=== Exercise input ===
============

//! Health check endpoints.
//!
//! These endpoints are used by load balancers and monitoring systems
//! to verify service health.

use crate::{error::AppError, state::AppState};
use axum::{extract::State, http::StatusCode};
use helphive_core::types::AccountId;

/// Simple health check endpoint (for basic liveness).
///
/// Returns 200 OK to indicate the service is running.
/// This endpoint does NOT check dependencies (database, etc.).
///
/// # Endpoint
///
/// ```text
/// GET /health
/// ```
#[allow(clippy::unused_async)]
pub async fn health_check() -> (StatusCode, &'static str) {
    (StatusCode::OK, "ok")
}

/// Readiness check: verifies the backing store answers a read.
///
/// The probe is a lookup of a random account id; `Ok(None)` proves the
/// round trip without requiring any fixture data.
///
/// # Status Codes
///
/// - 200 OK: store reachable
/// - 503 Service Unavailable: store unreachable
///
/// # Endpoint
///
/// ```text
/// GET /ready
/// ```
pub async fn readiness_check(
    State(state): State<AppState>,
) -> Result<(StatusCode, &'static str), AppError> {
    state
        .accounts
        .get(AccountId::new())
        .await
        .map_err(|e| AppError::unavailable(format!("store not ready: {e}")))?;
    Ok((StatusCode::OK, "ready"))
}

#[cfg(test)]
mod tests {
    use super::*;

    #[tokio::test]
    async fn test_simple_health_check() {
        let (status, body) = health_check().await;
        assert_eq!(status, StatusCode::OK);
        assert_eq!(body, "ok");
    }
}
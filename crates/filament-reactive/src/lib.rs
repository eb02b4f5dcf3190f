#![forbid(unsafe_code)]

//! The Filament reactive engine.
//!
//! Four cooperating pieces keep a widget tree synchronized with
//! mutable external state:
//!
//! - [`PropertyStore`]: named, typed values per source object; the
//!   unit of observation.
//! - [`Binding`]: a live link from one `(owner, property)` pair to a
//!   sink, optionally through a transform; RAII release.
//! - [`EventBus`]: per-source pub/sub for discrete, non-retained
//!   events ("added", "removed", "closed"); RAII [`Subscription`].
//! - [`Poller`]: time-driven synthetic sources for data with no
//!   native push notification (a clock), pumped by [`Poller::run_due`].
//!
//! # Architecture
//!
//! Everything is single-threaded and event-loop-driven: `Rc<RefCell>`
//! registries, synchronous dispatch, no locks. Handlers run to
//! completion; dispatch iterates a snapshot of the subscriber list so
//! a handler may release itself or a sibling mid-dispatch.
//!
//! # Invariants
//!
//! 1. Setting a value equal to the current value is a no-op: no
//!    storage churn, no notifications.
//! 2. Bindings are notified in registration order for a given
//!    `(owner, property)` pair; likewise subscriptions for a given
//!    `(owner, event)` pair. No cross-pair ordering is promised.
//! 3. Releasing a handle (explicitly or by drop) takes effect
//!    immediately, including from inside a handler for the very pair
//!    being dispatched.
//! 4. A failing transform is reported and skipped; the sink keeps its
//!    last good value and the binding stays live.
//! 5. Removing a source invalidates every binding and subscription
//!    tied to it without the source's cooperation.

pub mod binding;
pub mod events;
pub mod poll;
pub mod store;

pub use binding::Binding;
pub use events::{EventBus, Subscription};
pub use poll::{PollSource, Poller};
pub use store::PropertyStore;
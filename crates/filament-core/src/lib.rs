#![forbid(unsafe_code)]

//! Shared vocabulary for the Filament reactive core.
//!
//! This crate defines the types every other Filament crate speaks:
//!
//! - [`Value`]: the dynamic value carried by properties, transforms,
//!   event payloads, and widget attributes.
//! - [`SourceId`] / [`Source`]: identity and capability contract for
//!   external data sources (compositor, mixer, tray, players, ...).
//! - [`Sources`]: the dependency-injection registry handed to
//!   composition code instead of process-wide service lookup.
//! - [`SourceError`] / [`TransformError`]: the error taxonomy shared
//!   by the store, binding engine, and event bus.

pub mod error;
pub mod source;
pub mod value;

pub use error::{Result, SourceError, TransformError};
pub use source::{Source, SourceId, Sources};
pub use value::Value;
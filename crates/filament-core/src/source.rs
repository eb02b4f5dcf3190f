//! Source identity and the capability contract for external data sources.
//!
//! A source object is anything with identity that exposes properties
//! and/or events: a workspace, a tray item, a media player, the audio
//! mixer, a synthetic poll timer. The core never owns a source's
//! state machine; it holds the id plus whatever the source published
//! into the property store and event bus.
//!
//! # Invariants
//!
//! 1. [`SourceId`]s are unique for the lifetime of the process.
//! 2. [`Source::read_property`] is synchronous and non-blocking.
//! 3. [`Source::command`] is fire-and-forget: no return value, and a
//!    failed command must not surface through the core.

use std::cell::RefCell;
use std::fmt;
use std::rc::Rc;
use std::sync::atomic::{AtomicU64, Ordering};

use ahash::AHashMap;

use crate::error::Result;
use crate::value::Value;

/// Global counter backing [`SourceId::next`].
static SOURCE_ID_COUNTER: AtomicU64 = AtomicU64::new(1);

/// Unique identity of a source object.
#[derive(Debug, Clone, Copy, PartialEq, Eq, Hash, PartialOrd, Ord)]
#[cfg_attr(feature = "serde", derive(serde::Serialize, serde::Deserialize))]
pub struct SourceId(u64);

impl SourceId {
    /// Allocate a fresh, process-unique id.
    #[must_use]
    pub fn next() -> Self {
        Self(SOURCE_ID_COUNTER.fetch_add(1, Ordering::Relaxed))
    }

    /// Raw id value.
    #[inline]
    #[must_use]
    pub const fn id(self) -> u64 {
        self.0
    }
}

impl fmt::Display for SourceId {
    fn fmt(&self, f: &mut fmt::Formatter<'_>) -> fmt::Result {
        write!(f, "source#{}", self.0)
    }
}

/// Capability contract every external source satisfies.
///
/// Concrete sources (compositor client, mixer, tray host, players)
/// implement this and publish their state changes into the property
/// store and event bus they were constructed with. The core only ever
/// talks to the trait.
pub trait Source {
    /// This source's identity.
    fn id(&self) -> SourceId;

    /// Read the current value of a property. Synchronous, non-blocking.
    fn read_property(&self, name: &str) -> Result<Value>;

    /// Dispatch a fire-and-forget command, e.g. `"set_volume"` or
    /// `"switch_to_workspace"`. The default implementation ignores it.
    fn command(&self, name: &str, arg: &Value) {
        let _ = (name, arg);
    }
}

/// Dependency-injection registry of named sources.
///
/// Built once at startup and handed to composition code. Tests inject
/// fakes; production wires the real protocol clients. This replaces
/// process-wide service lookup so the core has a testable seam.
#[derive(Clone, Default)]
pub struct Sources {
    inner: Rc<RefCell<AHashMap<String, Rc<dyn Source>>>>,
}

impl Sources {
    #[must_use]
    pub fn new() -> Self {
        Self::default()
    }

    /// Register a source under `name`, replacing any previous entry.
    pub fn insert(&self, name: impl Into<String>, source: Rc<dyn Source>) {
        self.inner.borrow_mut().insert(name.into(), source);
    }

    /// Look up a source by name.
    #[must_use]
    pub fn get(&self, name: &str) -> Option<Rc<dyn Source>> {
        self.inner.borrow().get(name).cloned()
    }

    #[must_use]
    pub fn len(&self) -> usize {
        self.inner.borrow().len()
    }

    #[must_use]
    pub fn is_empty(&self) -> bool {
        self.inner.borrow().is_empty()
    }
}

impl fmt::Debug for Sources {
    fn fmt(&self, f: &mut fmt::Formatter<'_>) -> fmt::Result {
        let names: Vec<String> = self.inner.borrow().keys().cloned().collect();
        f.debug_struct("Sources").field("names", &names).finish()
    }
}
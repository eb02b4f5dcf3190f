#![forbid(unsafe_code)]

//! Filament public facade crate.
//!
//! This crate provides the stable, ergonomic surface area for users:
//! the reactive core (property store, bindings, events, poller), the
//! widget tree with its composer, and ready-made bar blueprints in
//! [`demos`].

pub mod demos;

pub mod prelude {
    pub use filament_core as core;
    pub use filament_reactive as reactive;
    pub use filament_widgets as widgets;

    pub use filament_core::{
        Result, Source, SourceError, SourceId, Sources, TransformError, Value,
    };
    pub use filament_reactive::{
        Binding, EventBus, PollSource, Poller, PropertyStore, Subscription,
    };
    pub use filament_widgets::{Blueprint, Composer, WidgetKind, WidgetNode};
}

pub use prelude::*;
#![forbid(unsafe_code)]

//! Widget tree and declarative composition for Filament.
//!
//! The rendering backend is a consumer of this crate, not part of it:
//! a [`WidgetNode`] carries a kind, attributes, handlers, and
//! children, and the backend paints whatever the tree says. What this
//! crate owns is the *data-flow and lifecycle* layer:
//!
//! - [`Blueprint`]: declarative description of a node — static
//!   attributes, attributes bound to store properties (optionally
//!   through a transform), handlers, static or bound children, and a
//!   one-shot `setup` hook.
//! - [`Composer`]: turns blueprints into live nodes, wiring every
//!   bound attribute and bound child list into the node's owned set.
//! - [`WidgetNode::detach`]: depth-first teardown that releases every
//!   binding and subscription the subtree owns, exactly once.

pub mod compose;
pub mod node;

pub use compose::{Blueprint, Composer};
pub use node::{OwnedHandle, WeakWidgetNode, WidgetId, WidgetKind, WidgetNode};
//! Property store: named values per source object with change notification.
//!
//! The store is the single shared registry behind all property
//! bindings. Each `(owner, name)` pair owns one [`Slot`] holding the
//! current value and the bindings registered against the pair, in
//! registration order.
//!
//! # Invariants
//!
//! 1. `get` never blocks and, for a live owner with a registered
//!    name, never fails.
//! 2. `set` with a value equal to the stored one does nothing: no
//!    write, no notification. This holds across repeated identical
//!    external updates.
//! 3. Notification order is binding-registration order.
//! 4. Dispatch iterates a snapshot, so a binding released from inside
//!    a sink (its own or a sibling's) stops firing immediately and
//!    never corrupts iteration.
//! 5. After [`remove_source`](PropertyStore::remove_source), `get`
//!    reports the owner as dead and no binding on it fires again.
//!
//! # Failure Modes
//!
//! - `get` on a never-registered name: `UnknownProperty`.
//! - `get` on a removed owner: `DeadSource`.
//! - `set` on a removed owner: dropped with a debug log.

use std::cell::{Cell, RefCell};
use std::rc::Rc;

use ahash::{AHashMap, AHashSet};
use tracing::{debug, trace};

use filament_core::{Result, SourceError, SourceId, Value};

/// One property binding registered on a slot.
pub(crate) struct BindingEntry {
    pub(crate) id: u64,
    pub(crate) alive: Rc<Cell<bool>>,
    /// Transform-then-sink, pre-composed by the binding engine.
    pub(crate) apply: Rc<dyn Fn(&Value)>,
}

/// Stored value plus the bindings observing it.
#[derive(Default)]
pub(crate) struct Slot {
    pub(crate) value: Value,
    pub(crate) bindings: Vec<BindingEntry>,
}

#[derive(Default)]
pub(crate) struct StoreInner {
    pub(crate) slots: AHashMap<SourceId, AHashMap<String, Slot>>,
    pub(crate) dead: AHashSet<SourceId>,
    pub(crate) next_binding_id: u64,
}

/// Shared, single-threaded property store. Cloning yields another
/// handle to the same registry.
#[derive(Clone, Default)]
pub struct PropertyStore {
    pub(crate) inner: Rc<RefCell<StoreInner>>,
}

impl PropertyStore {
    #[must_use]
    pub fn new() -> Self {
        Self::default()
    }

    /// Register a property with an initial value. No-op if the pair
    /// already exists; no binding is notified.
    pub fn register(&self, owner: SourceId, name: &str, initial: impl Into<Value>) {
        let mut inner = self.inner.borrow_mut();
        inner
            .slots
            .entry(owner)
            .or_default()
            .entry(name.to_owned())
            .or_insert_with(|| Slot {
                value: initial.into(),
                bindings: Vec::new(),
            });
    }

    /// Read the current value of `(owner, name)`.
    pub fn get(&self, owner: SourceId, name: &str) -> Result<Value> {
        let inner = self.inner.borrow();
        if let Some(slot) = inner.slots.get(&owner).and_then(|props| props.get(name)) {
            return Ok(slot.value.clone());
        }
        if inner.dead.contains(&owner) {
            return Err(SourceError::DeadSource { owner });
        }
        Err(SourceError::unknown_property(owner, name))
    }

    /// Whether `(owner, name)` currently has a slot.
    #[must_use]
    pub fn contains(&self, owner: SourceId, name: &str) -> bool {
        self.inner
            .borrow()
            .slots
            .get(&owner)
            .is_some_and(|props| props.contains_key(name))
    }

    /// Store a new value and notify the pair's bindings, in
    /// registration order, unless the value is unchanged.
    ///
    /// A first `set` for an unknown pair registers it implicitly; the
    /// sources behind the bar publish without a separate registration
    /// step.
    pub fn set(&self, owner: SourceId, name: &str, value: impl Into<Value>) {
        let value = value.into();
        let snapshot: Vec<(Rc<Cell<bool>>, Rc<dyn Fn(&Value)>)> = {
            let mut inner = self.inner.borrow_mut();
            if inner.dead.contains(&owner) {
                debug!(%owner, name, "set on removed source dropped");
                return;
            }
            let slot = inner
                .slots
                .entry(owner)
                .or_default()
                .entry(name.to_owned())
                .or_default();
            if slot.value == value {
                trace!(%owner, name, "equal value suppressed");
                return;
            }
            slot.value = value.clone();
            // Lazy cleanup of released entries, then snapshot for dispatch.
            slot.bindings.retain(|entry| entry.alive.get());
            slot.bindings
                .iter()
                .map(|entry| (Rc::clone(&entry.alive), Rc::clone(&entry.apply)))
                .collect()
        };
        for (alive, apply) in snapshot {
            if alive.get() {
                apply(&value);
            }
        }
    }

    /// Tear down everything belonging to `owner`: all slots are
    /// dropped, every binding on them is invalidated, and subsequent
    /// `get`s report the source as dead.
    pub fn remove_source(&self, owner: SourceId) {
        let mut inner = self.inner.borrow_mut();
        if let Some(props) = inner.slots.remove(&owner) {
            let mut invalidated = 0usize;
            for slot in props.into_values() {
                for entry in slot.bindings {
                    entry.alive.set(false);
                    invalidated += 1;
                }
            }
            debug!(%owner, invalidated, "source removed");
        }
        inner.dead.insert(owner);
    }

    /// Number of live bindings registered on `(owner, name)`.
    #[must_use]
    pub fn binding_count(&self, owner: SourceId, name: &str) -> usize {
        self.inner
            .borrow()
            .slots
            .get(&owner)
            .and_then(|props| props.get(name))
            .map_or(0, |slot| {
                slot.bindings.iter().filter(|b| b.alive.get()).count()
            })
    }
}

impl std::fmt::Debug for PropertyStore {
    fn fmt(&self, f: &mut std::fmt::Formatter<'_>) -> std::fmt::Result {
        let inner = self.inner.borrow();
        f.debug_struct("PropertyStore")
            .field("sources", &inner.slots.len())
            .field("dead", &inner.dead.len())
            .finish()
    }
}
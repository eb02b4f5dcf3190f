//! Dynamic values for properties, event payloads, and widget attributes.
//!
//! External sources expose loosely-shaped data (workspace records,
//! window metadata, notification lists), so the store holds a dynamic
//! [`Value`] rather than a per-source static type. `PartialEq` on
//! `Value` is what drives the store's equal-value suppression: two
//! updates carrying the same value produce no notification.
//!
//! The [`Source`](Value::Source) variant carries a source *identity*.
//! Event payloads use it for "the item that was just added": the
//! handler resolves the id against the store to bind the new item's
//! own properties.
//!
//! Float equality is bitwise-naive (`NaN != NaN`), which means a
//! source repeatedly publishing `NaN` re-notifies every time. Sources
//! publishing floats are expected to publish finite values.

use std::collections::BTreeMap;
use std::fmt;

use crate::source::SourceId;

/// A dynamically-typed value.
#[derive(Clone, Debug, Default, PartialEq)]
#[cfg_attr(feature = "serde", derive(serde::Serialize, serde::Deserialize))]
pub enum Value {
    /// Absence of a value. Binding a label to `Null` renders nothing.
    #[default]
    Null,
    Bool(bool),
    Int(i64),
    Float(f64),
    Text(String),
    /// Ordered sequence, e.g. the compositor's workspace list.
    List(Vec<Value>),
    /// String-keyed record, e.g. `{"id": 3}` for a workspace.
    Record(BTreeMap<String, Value>),
    /// Reference to a source object by identity.
    Source(SourceId),
}

impl Value {
    /// Build a record from `(key, value)` pairs.
    #[must_use]
    pub fn record<K: Into<String>>(pairs: impl IntoIterator<Item = (K, Value)>) -> Self {
        Value::Record(pairs.into_iter().map(|(k, v)| (k.into(), v)).collect())
    }

    #[must_use]
    pub fn is_null(&self) -> bool {
        matches!(self, Value::Null)
    }

    #[must_use]
    pub fn as_bool(&self) -> Option<bool> {
        match self {
            Value::Bool(b) => Some(*b),
            _ => None,
        }
    }

    #[must_use]
    pub fn as_int(&self) -> Option<i64> {
        match self {
            Value::Int(i) => Some(*i),
            _ => None,
        }
    }

    /// Numeric coercion: `Int` widens to `f64`.
    #[must_use]
    pub fn as_float(&self) -> Option<f64> {
        match self {
            Value::Float(f) => Some(*f),
            Value::Int(i) => Some(*i as f64),
            _ => None,
        }
    }

    #[must_use]
    pub fn as_text(&self) -> Option<&str> {
        match self {
            Value::Text(s) => Some(s),
            _ => None,
        }
    }

    #[must_use]
    pub fn as_list(&self) -> Option<&[Value]> {
        match self {
            Value::List(items) => Some(items),
            _ => None,
        }
    }

    #[must_use]
    pub fn as_record(&self) -> Option<&BTreeMap<String, Value>> {
        match self {
            Value::Record(map) => Some(map),
            _ => None,
        }
    }

    #[must_use]
    pub fn as_source(&self) -> Option<SourceId> {
        match self {
            Value::Source(id) => Some(*id),
            _ => None,
        }
    }

    /// Look up a record field. Returns `None` for non-records and
    /// missing keys alike.
    #[must_use]
    pub fn get(&self, key: &str) -> Option<&Value> {
        self.as_record().and_then(|map| map.get(key))
    }
}

impl fmt::Display for Value {
    /// Human-facing rendering: what a bound label shows for this value.
    /// `Null` renders as the empty string.
    fn fmt(&self, f: &mut fmt::Formatter<'_>) -> fmt::Result {
        match self {
            Value::Null => Ok(()),
            Value::Bool(b) => write!(f, "{b}"),
            Value::Int(i) => write!(f, "{i}"),
            Value::Float(x) => write!(f, "{x}"),
            Value::Text(s) => f.write_str(s),
            Value::List(items) => {
                f.write_str("[")?;
                for (i, item) in items.iter().enumerate() {
                    if i > 0 {
                        f.write_str(", ")?;
                    }
                    write!(f, "{item}")?;
                }
                f.write_str("]")
            }
            Value::Record(map) => {
                f.write_str("{")?;
                for (i, (k, v)) in map.iter().enumerate() {
                    if i > 0 {
                        f.write_str(", ")?;
                    }
                    write!(f, "{k}: {v}")?;
                }
                f.write_str("}")
            }
            Value::Source(id) => write!(f, "{id}"),
        }
    }
}

impl From<bool> for Value {
    fn from(b: bool) -> Self {
        Value::Bool(b)
    }
}

impl From<i32> for Value {
    fn from(i: i32) -> Self {
        Value::Int(i64::from(i))
    }
}

impl From<i64> for Value {
    fn from(i: i64) -> Self {
        Value::Int(i)
    }
}

impl From<f64> for Value {
    fn from(f: f64) -> Self {
        Value::Float(f)
    }
}

impl From<&str> for Value {
    fn from(s: &str) -> Self {
        Value::Text(s.to_owned())
    }
}

impl From<String> for Value {
    fn from(s: String) -> Self {
        Value::Text(s)
    }
}

impl From<SourceId> for Value {
    fn from(id: SourceId) -> Self {
        Value::Source(id)
    }
}

impl<T: Into<Value>> From<Vec<T>> for Value {
    fn from(items: Vec<T>) -> Self {
        Value::List(items.into_iter().map(Into::into).collect())
    }
}

impl<T: Into<Value>> From<Option<T>> for Value {
    fn from(opt: Option<T>) -> Self {
        opt.map_or(Value::Null, Into::into)
    }
}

============

=== Exercise aim ===
The lines needed run from the first line of the data through the line containing "data with no"; give them again exactly and nothing else.

=== Answer to this exercise ===
//! Health check endpoints.
//!
//! These endpoints are used by load balancers and monitoring systems
//! to verify service health.

use crate::{error::AppError, state::AppState};
use axum::{extract::State, http::StatusCode};
use helphive_core::types::AccountId;

/// Simple health check endpoint (for basic liveness).
///
/// Returns 200 OK to indicate the service is running.
/// This endpoint does NOT check dependencies (database, etc.).
///
/// # Endpoint
///
/// ```text
/// GET /health
/// ```
#[allow(clippy::unused_async)]
pub async fn health_check() -> (StatusCode, &'static str) {
    (StatusCode::OK, "ok")
}

/// Readiness check: verifies the backing store answers a read.
///
/// The probe is a lookup of a random account id; `Ok(None)` proves the
/// round trip without requiring any fixture data.
///
/// # Status Codes
///
/// - 200 OK: store reachable
/// - 503 Service Unavailable: store unreachable
///
/// # Endpoint
///
/// ```text
/// GET /ready
/// ```
pub async fn readiness_check(
    State(state): State<AppState>,
) -> Result<(StatusCode, &'static str), AppError> {
    state
        .accounts
        .get(AccountId::new())
        .await
        .map_err(|e| AppError::unavailable(format!("store not ready: {e}")))?;
    Ok((StatusCode::OK, "ready"))
}

#[cfg(test)]
mod tests {
    use super::*;

    #[tokio::test]
    async fn test_simple_health_check() {
        let (status, body) = health_check().await;
        assert_eq!(status, StatusCode::OK);
        assert_eq!(body, "ok");
    }
}
filename crates/filament-reactive/src/lib.rs
repository eb02b4f5dcf3190f
#![forbid(unsafe_code)]

//! The Filament reactive engine.
//!
//! Four cooperating pieces keep a widget tree synchronized with
//! mutable external state:
//!
//! - [`PropertyStore`]: named, typed values per source object; the
//!   unit of observation.
//! - [`Binding`]: a live link from one `(owner, property)` pair to a
//!   sink, optionally through a transform; RAII release.
//! - [`EventBus`]: per-source pub/sub for discrete, non-retained
//!   events ("added", "removed", "closed"); RAII [`Subscription`].
//! - [`Poller`]: time-driven synthetic sources for data with no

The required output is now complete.